═════ Material shown

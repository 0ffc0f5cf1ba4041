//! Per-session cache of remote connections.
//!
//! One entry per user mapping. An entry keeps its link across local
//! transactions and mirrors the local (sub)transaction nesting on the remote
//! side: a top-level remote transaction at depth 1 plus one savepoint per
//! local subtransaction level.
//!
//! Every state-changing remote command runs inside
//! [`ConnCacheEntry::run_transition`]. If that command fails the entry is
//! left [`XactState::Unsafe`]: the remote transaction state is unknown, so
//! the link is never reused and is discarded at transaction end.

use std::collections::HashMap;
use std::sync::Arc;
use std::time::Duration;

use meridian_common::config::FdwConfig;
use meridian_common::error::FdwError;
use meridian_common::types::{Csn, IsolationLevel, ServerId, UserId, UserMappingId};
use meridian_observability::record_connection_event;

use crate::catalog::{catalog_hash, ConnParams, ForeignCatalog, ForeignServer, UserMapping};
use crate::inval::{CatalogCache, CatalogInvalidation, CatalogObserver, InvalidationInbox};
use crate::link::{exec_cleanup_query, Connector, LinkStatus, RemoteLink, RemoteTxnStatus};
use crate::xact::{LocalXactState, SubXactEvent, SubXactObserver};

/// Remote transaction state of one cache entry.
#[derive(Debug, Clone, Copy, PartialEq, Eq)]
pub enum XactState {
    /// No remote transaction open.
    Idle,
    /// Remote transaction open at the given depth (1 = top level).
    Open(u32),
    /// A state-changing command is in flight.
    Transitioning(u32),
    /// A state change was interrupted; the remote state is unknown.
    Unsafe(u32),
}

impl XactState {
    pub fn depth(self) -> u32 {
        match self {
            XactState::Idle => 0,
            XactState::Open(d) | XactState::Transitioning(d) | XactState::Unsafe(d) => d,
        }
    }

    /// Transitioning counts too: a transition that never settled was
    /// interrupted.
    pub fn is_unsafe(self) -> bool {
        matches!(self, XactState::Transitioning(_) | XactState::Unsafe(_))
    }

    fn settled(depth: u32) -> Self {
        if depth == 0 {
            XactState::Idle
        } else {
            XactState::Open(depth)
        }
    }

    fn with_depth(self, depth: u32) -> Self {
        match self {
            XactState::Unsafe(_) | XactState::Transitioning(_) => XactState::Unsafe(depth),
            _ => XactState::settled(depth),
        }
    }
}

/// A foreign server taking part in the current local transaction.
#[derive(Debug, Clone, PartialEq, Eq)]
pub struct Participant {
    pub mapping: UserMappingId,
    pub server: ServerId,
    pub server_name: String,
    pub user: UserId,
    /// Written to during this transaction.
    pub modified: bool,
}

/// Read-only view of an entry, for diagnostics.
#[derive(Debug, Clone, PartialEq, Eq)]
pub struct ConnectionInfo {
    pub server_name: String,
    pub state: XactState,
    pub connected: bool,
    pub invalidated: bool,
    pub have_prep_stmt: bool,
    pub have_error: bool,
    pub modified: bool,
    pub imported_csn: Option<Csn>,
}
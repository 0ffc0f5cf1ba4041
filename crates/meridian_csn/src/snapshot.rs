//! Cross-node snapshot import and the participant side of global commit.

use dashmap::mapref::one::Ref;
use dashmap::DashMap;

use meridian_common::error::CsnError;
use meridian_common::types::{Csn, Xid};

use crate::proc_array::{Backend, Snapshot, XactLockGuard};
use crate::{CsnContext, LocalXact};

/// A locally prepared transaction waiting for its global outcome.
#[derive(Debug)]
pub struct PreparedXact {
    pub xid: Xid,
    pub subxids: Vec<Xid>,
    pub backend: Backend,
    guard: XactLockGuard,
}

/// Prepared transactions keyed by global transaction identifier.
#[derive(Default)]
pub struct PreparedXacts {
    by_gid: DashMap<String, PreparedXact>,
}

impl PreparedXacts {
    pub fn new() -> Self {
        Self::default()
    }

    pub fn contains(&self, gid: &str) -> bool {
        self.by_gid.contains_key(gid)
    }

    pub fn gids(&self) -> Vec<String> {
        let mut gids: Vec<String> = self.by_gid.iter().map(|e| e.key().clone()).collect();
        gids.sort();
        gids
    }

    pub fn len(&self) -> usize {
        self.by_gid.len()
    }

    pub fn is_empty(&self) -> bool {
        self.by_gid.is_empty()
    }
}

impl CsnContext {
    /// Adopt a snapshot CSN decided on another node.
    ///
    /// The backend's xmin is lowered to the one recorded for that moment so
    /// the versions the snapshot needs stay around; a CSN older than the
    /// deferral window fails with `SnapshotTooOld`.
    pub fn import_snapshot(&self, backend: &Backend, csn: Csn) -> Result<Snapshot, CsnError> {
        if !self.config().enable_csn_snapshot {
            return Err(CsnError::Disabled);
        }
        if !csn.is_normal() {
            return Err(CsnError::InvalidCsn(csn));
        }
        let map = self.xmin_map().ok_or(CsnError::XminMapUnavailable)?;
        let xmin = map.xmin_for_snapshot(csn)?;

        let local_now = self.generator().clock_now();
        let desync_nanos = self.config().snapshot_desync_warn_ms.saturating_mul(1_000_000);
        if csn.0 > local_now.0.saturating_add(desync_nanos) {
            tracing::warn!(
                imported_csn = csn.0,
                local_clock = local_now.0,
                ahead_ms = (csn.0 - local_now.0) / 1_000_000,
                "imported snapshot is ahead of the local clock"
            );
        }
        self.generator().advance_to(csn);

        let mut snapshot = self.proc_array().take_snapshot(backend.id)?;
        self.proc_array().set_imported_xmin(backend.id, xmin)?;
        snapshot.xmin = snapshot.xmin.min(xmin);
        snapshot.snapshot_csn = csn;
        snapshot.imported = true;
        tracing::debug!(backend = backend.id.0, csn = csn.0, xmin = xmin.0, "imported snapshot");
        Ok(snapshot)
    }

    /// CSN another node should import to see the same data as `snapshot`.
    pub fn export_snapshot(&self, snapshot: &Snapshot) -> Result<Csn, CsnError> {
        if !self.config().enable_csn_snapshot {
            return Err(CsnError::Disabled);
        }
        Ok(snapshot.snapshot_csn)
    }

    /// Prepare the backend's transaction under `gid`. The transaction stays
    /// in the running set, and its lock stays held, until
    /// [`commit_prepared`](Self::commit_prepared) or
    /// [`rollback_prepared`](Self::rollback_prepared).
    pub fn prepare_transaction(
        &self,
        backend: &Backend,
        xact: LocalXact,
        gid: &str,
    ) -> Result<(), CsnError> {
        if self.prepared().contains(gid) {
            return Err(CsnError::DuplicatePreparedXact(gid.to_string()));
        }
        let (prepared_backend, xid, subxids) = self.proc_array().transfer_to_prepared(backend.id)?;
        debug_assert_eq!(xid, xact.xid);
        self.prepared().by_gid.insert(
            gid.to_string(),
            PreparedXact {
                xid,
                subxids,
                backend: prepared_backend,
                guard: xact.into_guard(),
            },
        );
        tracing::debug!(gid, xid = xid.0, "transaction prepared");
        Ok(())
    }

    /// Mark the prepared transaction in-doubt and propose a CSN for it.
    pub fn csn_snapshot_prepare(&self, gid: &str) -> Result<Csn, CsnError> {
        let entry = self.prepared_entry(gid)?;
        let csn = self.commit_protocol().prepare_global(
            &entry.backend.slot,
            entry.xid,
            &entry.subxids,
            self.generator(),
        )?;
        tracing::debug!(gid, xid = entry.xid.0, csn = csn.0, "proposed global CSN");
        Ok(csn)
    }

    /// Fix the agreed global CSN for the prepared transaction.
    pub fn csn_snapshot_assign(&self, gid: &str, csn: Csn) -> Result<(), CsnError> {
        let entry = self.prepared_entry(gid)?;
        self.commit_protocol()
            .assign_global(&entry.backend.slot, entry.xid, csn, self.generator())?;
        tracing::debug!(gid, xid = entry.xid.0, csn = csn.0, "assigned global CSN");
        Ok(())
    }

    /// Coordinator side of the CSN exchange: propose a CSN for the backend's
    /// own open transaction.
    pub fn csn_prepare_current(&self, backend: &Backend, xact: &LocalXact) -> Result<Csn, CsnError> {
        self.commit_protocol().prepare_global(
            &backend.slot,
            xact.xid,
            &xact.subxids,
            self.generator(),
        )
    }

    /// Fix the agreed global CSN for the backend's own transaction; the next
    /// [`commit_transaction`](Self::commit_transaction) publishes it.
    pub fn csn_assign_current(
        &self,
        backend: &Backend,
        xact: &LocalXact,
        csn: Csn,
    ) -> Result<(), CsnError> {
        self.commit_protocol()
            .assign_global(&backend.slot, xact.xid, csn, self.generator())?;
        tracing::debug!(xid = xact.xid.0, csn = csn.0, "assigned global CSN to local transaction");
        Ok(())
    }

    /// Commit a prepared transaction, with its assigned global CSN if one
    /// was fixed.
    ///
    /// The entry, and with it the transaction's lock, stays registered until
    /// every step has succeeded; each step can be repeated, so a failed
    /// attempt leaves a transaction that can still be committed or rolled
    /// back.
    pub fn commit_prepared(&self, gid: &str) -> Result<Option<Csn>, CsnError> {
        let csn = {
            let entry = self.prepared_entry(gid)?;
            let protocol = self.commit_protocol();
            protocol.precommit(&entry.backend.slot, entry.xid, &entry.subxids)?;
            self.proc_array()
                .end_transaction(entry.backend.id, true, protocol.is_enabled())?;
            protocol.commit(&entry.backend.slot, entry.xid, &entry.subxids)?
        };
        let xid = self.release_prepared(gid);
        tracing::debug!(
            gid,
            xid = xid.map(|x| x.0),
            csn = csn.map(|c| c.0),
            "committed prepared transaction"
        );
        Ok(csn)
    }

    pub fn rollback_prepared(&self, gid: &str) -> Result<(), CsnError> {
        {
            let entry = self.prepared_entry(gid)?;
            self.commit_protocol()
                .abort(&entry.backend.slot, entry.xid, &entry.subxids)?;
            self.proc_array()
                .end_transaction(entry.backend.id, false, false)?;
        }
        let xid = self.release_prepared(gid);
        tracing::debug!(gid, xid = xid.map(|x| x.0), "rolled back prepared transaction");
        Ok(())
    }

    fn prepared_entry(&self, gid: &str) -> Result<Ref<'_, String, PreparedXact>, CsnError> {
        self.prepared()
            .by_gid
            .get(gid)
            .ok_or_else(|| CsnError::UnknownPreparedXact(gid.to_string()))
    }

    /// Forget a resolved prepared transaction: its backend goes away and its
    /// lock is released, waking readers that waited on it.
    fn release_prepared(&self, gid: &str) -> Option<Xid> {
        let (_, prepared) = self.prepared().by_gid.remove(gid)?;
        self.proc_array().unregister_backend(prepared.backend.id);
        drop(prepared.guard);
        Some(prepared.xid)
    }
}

══════════
═════ Material shown

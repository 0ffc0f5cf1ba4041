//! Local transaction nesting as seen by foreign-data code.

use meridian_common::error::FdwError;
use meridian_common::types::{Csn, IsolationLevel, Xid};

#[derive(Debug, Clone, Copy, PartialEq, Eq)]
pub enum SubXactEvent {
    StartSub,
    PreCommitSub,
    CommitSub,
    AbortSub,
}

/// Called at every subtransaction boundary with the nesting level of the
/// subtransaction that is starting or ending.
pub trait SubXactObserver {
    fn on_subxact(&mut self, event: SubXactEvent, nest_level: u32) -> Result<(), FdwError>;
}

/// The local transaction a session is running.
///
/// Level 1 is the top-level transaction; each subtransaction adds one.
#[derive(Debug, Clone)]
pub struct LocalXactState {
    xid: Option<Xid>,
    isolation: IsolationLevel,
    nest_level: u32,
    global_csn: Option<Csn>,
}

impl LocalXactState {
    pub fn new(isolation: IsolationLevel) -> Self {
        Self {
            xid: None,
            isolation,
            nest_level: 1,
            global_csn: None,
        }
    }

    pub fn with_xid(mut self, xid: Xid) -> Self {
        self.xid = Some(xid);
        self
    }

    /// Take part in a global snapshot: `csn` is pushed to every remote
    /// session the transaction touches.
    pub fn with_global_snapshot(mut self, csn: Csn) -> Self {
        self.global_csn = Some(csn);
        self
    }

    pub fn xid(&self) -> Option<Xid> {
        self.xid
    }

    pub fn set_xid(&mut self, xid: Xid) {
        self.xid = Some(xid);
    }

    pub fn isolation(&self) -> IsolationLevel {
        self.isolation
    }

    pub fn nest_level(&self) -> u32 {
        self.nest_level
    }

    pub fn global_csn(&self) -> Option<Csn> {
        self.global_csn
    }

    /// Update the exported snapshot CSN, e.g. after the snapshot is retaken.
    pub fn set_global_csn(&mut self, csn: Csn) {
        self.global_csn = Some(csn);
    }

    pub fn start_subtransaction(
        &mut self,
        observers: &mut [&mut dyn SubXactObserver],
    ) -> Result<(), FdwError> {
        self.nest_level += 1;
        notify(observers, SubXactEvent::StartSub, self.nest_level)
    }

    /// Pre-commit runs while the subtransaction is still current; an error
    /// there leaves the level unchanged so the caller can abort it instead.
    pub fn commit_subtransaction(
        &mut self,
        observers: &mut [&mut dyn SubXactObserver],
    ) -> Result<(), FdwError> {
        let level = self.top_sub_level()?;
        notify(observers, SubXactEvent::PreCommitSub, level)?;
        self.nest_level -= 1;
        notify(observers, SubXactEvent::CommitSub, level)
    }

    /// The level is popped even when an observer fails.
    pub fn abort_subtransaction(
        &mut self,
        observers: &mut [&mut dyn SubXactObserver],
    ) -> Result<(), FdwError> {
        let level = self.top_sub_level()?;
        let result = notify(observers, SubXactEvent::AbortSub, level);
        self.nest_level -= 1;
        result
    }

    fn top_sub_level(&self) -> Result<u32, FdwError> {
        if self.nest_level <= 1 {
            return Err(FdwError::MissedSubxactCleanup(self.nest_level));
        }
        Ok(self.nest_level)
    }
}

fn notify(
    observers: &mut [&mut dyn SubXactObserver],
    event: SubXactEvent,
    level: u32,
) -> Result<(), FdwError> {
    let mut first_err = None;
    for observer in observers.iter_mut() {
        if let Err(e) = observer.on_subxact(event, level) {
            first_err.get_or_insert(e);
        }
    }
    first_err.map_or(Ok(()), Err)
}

══════════

> Problem statement
The word "IsolationLevel" appears in some lines above. Return every one of those lines.

> Exercise solution
use meridian_common::types::{Csn, IsolationLevel, ServerId, UserId, UserMappingId};
use meridian_common::types::{Csn, IsolationLevel, Xid};
    isolation: IsolationLevel,
    pub fn new(isolation: IsolationLevel) -> Self {
    pub fn isolation(&self) -> IsolationLevel {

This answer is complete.